The Paleo diet is very similar to the Primal diet, except for a few fundamental differences. Some of the differences include: Paleo diet discourages intake of all dairy. Paleo diet discourages nightshade vegetables.

Is the keto diet the same as the caveman diet? ›

The ketogenic (keto) diet focuses on eating a particular balance of macronutrients. The goal is to enter a state of ketosis, where the body begins to burn fat for health or weight loss.

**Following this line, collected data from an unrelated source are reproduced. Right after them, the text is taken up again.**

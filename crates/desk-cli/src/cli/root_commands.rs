use std::path::PathBuf;

use clap::{Args, Subcommand};
use desk_core::enums::StatusFilter;

/// Top-level command tree.
#[derive(Clone, Debug, Subcommand)]
pub enum Commands {
    /// List articles: search, filter by status, paginate.
    List(ListArgs),
    /// Create an article.
    Add(AddArgs),
    /// Edit an existing article.
    Edit(EditArgs),
    /// Flip the publish flag of an article.
    Toggle { id: String },
    /// Delete an article.
    Delete { id: String },
    /// Preview an article as it appears on the live site.
    Show(ShowArgs),
}

#[derive(Clone, Debug, Args)]
pub struct ListArgs {
    /// Case-insensitive headline search.
    #[arg(long)]
    pub search: Option<String>,
    /// all, published, or unpublished.
    #[arg(long, default_value = "all")]
    pub status: StatusFilter,
    /// 1-based page number.
    #[arg(long, default_value_t = 1)]
    pub page: usize,
    /// Rows per page; must be one of the configured options.
    #[arg(long)]
    pub rows: Option<usize>,
}

#[derive(Clone, Debug, Args)]
pub struct AddArgs {
    #[arg(long)]
    pub headline: String,
    #[arg(long)]
    pub author: String,
    #[arg(long)]
    pub body: String,
    /// Publication date, YYYY-MM-DD.
    #[arg(long = "date")]
    pub publication_date: String,
    #[arg(long)]
    pub published: bool,
    /// Image file to attach; repeatable.
    #[arg(long = "image")]
    pub images: Vec<PathBuf>,
}

#[derive(Clone, Debug, Args)]
pub struct EditArgs {
    pub id: String,
    #[arg(long)]
    pub headline: Option<String>,
    #[arg(long)]
    pub author: Option<String>,
    #[arg(long)]
    pub body: Option<String>,
    /// Publication date, YYYY-MM-DD.
    #[arg(long = "date")]
    pub publication_date: Option<String>,
    #[arg(long, conflicts_with = "unpublish")]
    pub publish: bool,
    #[arg(long)]
    pub unpublish: bool,
    /// Image file to append; repeatable.
    #[arg(long = "image")]
    pub images: Vec<PathBuf>,
    /// Index of an attached image to remove; repeatable.
    #[arg(long = "remove-image")]
    pub remove_images: Vec<usize>,
}

#[derive(Clone, Debug, Args)]
pub struct ShowArgs {
    pub id: String,
    /// Carousel steps forward from the first image.
    #[arg(long, default_value_t = 0)]
    pub image: usize,
}
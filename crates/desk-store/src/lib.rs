//! # desk-store
//!
//! Persistence and state for the newsdesk article collection.
//!
//! - [`keyed`]: the persistent keyed store contract with in-memory and
//!   file-backed implementations, plus typed load/save helpers that fall back
//!   to a default on unreadable data.
//! - [`ArticleStore`]: owns the canonical collection, mirrors it to a keyed
//!   store after every mutation, and notifies subscribed listeners.
//! - [`ArticleOps`]: the seam consumers program against.

pub mod error;
pub mod keyed;
pub mod ops;
pub mod store;

pub use error::StoreError;
pub use keyed::{FileKeyedStore, KeyedStore, MemoryKeyedStore};
pub use ops::ArticleOps;
pub use store::{ArticleStore, Listener, Navigator, SubscriptionId};
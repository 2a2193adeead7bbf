//! Single-article preview as readers see it on the public site.

use desk_core::dates::format_display_date;
use desk_core::entities::{Article, ArticleImage};

/// Title shown above every preview.
pub const MASTHEAD: &str = "Daily News";

/// Preview state: which article, and which of its images is on screen.
#[derive(Debug, Clone, PartialEq, Eq)]
pub struct LiveSite {
    article_id: String,
    current_image: usize,
}

/// What to draw for a [`LiveSite`].
#[derive(Debug, Clone, PartialEq, Eq)]
pub enum Preview<'a> {
    NotFound { id: &'a str },
    Article(ArticlePreview<'a>),
}

#[derive(Debug, Clone, PartialEq, Eq)]
pub struct ArticlePreview<'a> {
    /// `DD/MM/YYYY`.
    pub date: String,
    pub headline: &'a str,
    /// `"By {author}"`.
    pub byline: String,
    pub image: Option<&'a ArticleImage>,
    /// Back/next controls are only shown with more than one image.
    pub show_carousel_controls: bool,
    pub body: &'a str,
}

impl LiveSite {
    #[must_use]
    pub fn new(article_id: impl Into<String>) -> Self {
        Self {
            article_id: article_id.into(),
            current_image: 0,
        }
    }

    #[must_use]
    pub fn article_id(&self) -> &str {
        &self.article_id
    }

    #[must_use]
    pub const fn current_image(&self) -> usize {
        self.current_image
    }

    fn find<'a>(&self, articles: &'a [Article]) -> Option<&'a Article> {
        articles.iter().find(|a| a.id == self.article_id)
    }

    #[must_use]
    pub fn render<'a>(&'a self, articles: &'a [Article]) -> Preview<'a> {
        let Some(article) = self.find(articles) else {
            return Preview::NotFound {
                id: &self.article_id,
            };
        };

        // Images may have been removed since the carousel last moved.
        let image = article
            .images
            .get(self.current_image)
            .or_else(|| article.images.first());

        Preview::Article(ArticlePreview {
            date: format_display_date(&article.publication_date),
            headline: &article.headline,
            byline: format!("By {}", article.author),
            image,
            show_carousel_controls: article.images.len() > 1,
            body: &article.body,
        })
    }

    /// Show the next image, wrapping to the first.
    pub fn next_image(&mut self, articles: &[Article]) {
        self.advance_images(articles, 1);
    }

    /// Press next `steps` times. Whole laps are skipped.
    pub fn advance_images(&mut self, articles: &[Article], steps: usize) {
        let count = self.image_count(articles);
        if count > 0 {
            self.current_image = (self.current_image + steps % count) % count;
        }
    }

    /// Show the previous image, wrapping to the last.
    pub fn prev_image(&mut self, articles: &[Article]) {
        let count = self.image_count(articles);
        if count > 0 {
            self.current_image = (self.current_image.min(count - 1) + count - 1) % count;
        }
    }

    fn image_count(&self, articles: &[Article]) -> usize {
        self.find(articles).map_or(0, |a| a.images.len())
    }
}
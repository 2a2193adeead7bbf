//! Image upload error types.

use std::path::PathBuf;

use thiserror::Error;

#[derive(Debug, Error)]
pub enum UploadError {
    /// One file of the batch could not be read; the whole batch is dropped.
    #[error("Failed to read image '{path}': {source}")]
    Read {
        path: PathBuf,
        #[source]
        source: std::io::Error,
    },

    /// The upload was cancelled before the batch completed.
    #[error("Image upload was cancelled")]
    Cancelled,

    /// A read task panicked.
    #[error("Image read task failed: {0}")]
    Task(String),
}

impl From<tokio::task::JoinError> for UploadError {
    fn from(error: tokio::task::JoinError) -> Self {
        if error.is_cancelled() {
            Self::Cancelled
        } else {
            Self::Task(error.to_string())
        }
    }
}
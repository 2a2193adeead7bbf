//! The operations consumers perform on the article collection.
//!
//! Views and the editor take `&mut impl ArticleOps` instead of a concrete
//! store, which is also how tests substitute a recording double.

use desk_core::entities::{Article, ArticleFields};
use desk_core::updates::ArticleUpdate;

use crate::error::StoreError;

pub trait ArticleOps {
    /// Current snapshot of the collection, newest-created first.
    fn articles(&self) -> &[Article];

    /// Create an article with a fresh id and prepend it.
    ///
    /// # Errors
    ///
    /// Returns `StoreError` if the new collection cannot be persisted.
    fn add(&mut self, fields: ArticleFields) -> Result<Article, StoreError>;

    /// Shallow-merge `update` into the article with `id`.
    ///
    /// Returns `Ok(false)` and changes nothing when `id` is unknown.
    ///
    /// # Errors
    ///
    /// Returns `StoreError` if the new collection cannot be persisted.
    fn update(&mut self, id: &str, update: &ArticleUpdate) -> Result<bool, StoreError>;

    /// Remove the article with `id`. `Ok(false)` when it is not present.
    ///
    /// # Errors
    ///
    /// Returns `StoreError` if the new collection cannot be persisted.
    fn delete(&mut self, id: &str) -> Result<bool, StoreError>;

    /// Flip the publish flag of the article with `id`. `Ok(false)` when unknown.
    ///
    /// # Errors
    ///
    /// Returns `StoreError` if the new collection cannot be persisted.
    fn toggle_publish(&mut self, id: &str) -> Result<bool, StoreError>;

    /// Ask the host shell to show the live-site preview of `id`. No state change.
    fn goto_article(&mut self, id: &str);

    fn find(&self, id: &str) -> Option<&Article> {
        self.articles().iter().find(|a| a.id == id)
    }
}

The Paleolithic (paleo) diet focuses on eating foods that humans would've eaten in the Stone Age.

Top Articles
Glazed Eggnog Scones Recipe - Inside BruCrew Life
Syn Free Bolognese Pasta Bake | Slimming Eats - Slimming World Recipe
Devotion Showtimes Near Xscape Theatres Blankenbaker 16
Workday Latech Edu
Ross Dress For Less Hiring Near Me
Guardians Of The Galaxy Showtimes Near Athol Cinemas 8
Fototour verlassener Fliegerhorst Schönwald [Lost Place Brandenburg]
GAY (and stinky) DOGS [scat] by Entomb
Graveguard Set Bloodborne
Delectable Birthday Dyes
Colts seventh rotation of thin secondary raises concerns on roster evaluation
Where does insurance expense go in accounting?
Panorama Charter Portal
Costco Gas Foster City
Toy Story 3 Animation Screencaps
使用 RHEL 8 时的注意事项 | Red Hat Product Documentation
1773X To
Galaxy Fold 4 im Test: Kauftipp trotz Nachfolger?
Walgreens Bunce Rd
F45 Training O'fallon Il Photos
2487872771
How To Tighten Lug Nuts Properly (Torque Specs) | TireGrades
eugene bicycles - craigslist
Sofia the baddie dog
Tokyo Spa Memphis Reviews
Maisons près d'une ville - Štanga - Location de vacances à proximité d'une ville - Štanga | Résultats 201
Core Relief Texas
Www Mydocbill Rada
Nurofen 400mg Tabletten (24 stuks) | De Online Drogist
What Is Opm1 Treas 310 Deposit
Salemhex ticket show3
Package Store Open Near Me Open Now
Productos para el Cuidado del Cabello Después de un Alisado: Tips y Consejos
Http://N14.Ultipro.com
Pch Sunken Treasures
Rocksteady Steakhouse Menu
Craigslist West Seneca
How to Destroy Rule 34
Die Filmstarts-Kritik zu The Boogeyman
Stanford Medicine scientists pinpoint COVID-19 virus’s entry and exit ports inside our noses
Planet Fitness Santa Clarita Photos
Jetblue 1919
Atom Tickets – Buy Movie Tickets, Invite Friends, Skip Lines
No Boundaries Pants For Men
Bekah Birdsall Measurements
LumiSpa iO Activating Cleanser kaufen | 19% Rabatt | NuSkin
Bmp 202 Blue Round Pill
Myra's Floral Princeton Wv
Freightliner Cascadia Clutch Replacement Cost
15:30 Est
Game Akin To Bingo Nyt
Kobe Express Bayside Lakes Photos
Latest Posts
Article information

Author: Greg Kuvalis

Last Updated:

Views: 6740

Rating: 4.4 / 5 (75 voted)

Reviews: 90% of readers found this page helpful

Author information

Name: Greg Kuvalis

Birthday: 1996-12-20

Address: 53157 Trantow Inlet, Townemouth, FL 92564-0267

Phone: +68218650356656

Job: IT Representative

Hobby: Knitting, Amateur radio, Skiing, Running, Mountain biking, Slacklining, Electronics

Introduction: My name is Greg Kuvalis, I am a witty, spotless, beautiful, charming, delightful, thankful, beautiful person who loves writing and wants to share my knowledge and understanding with you.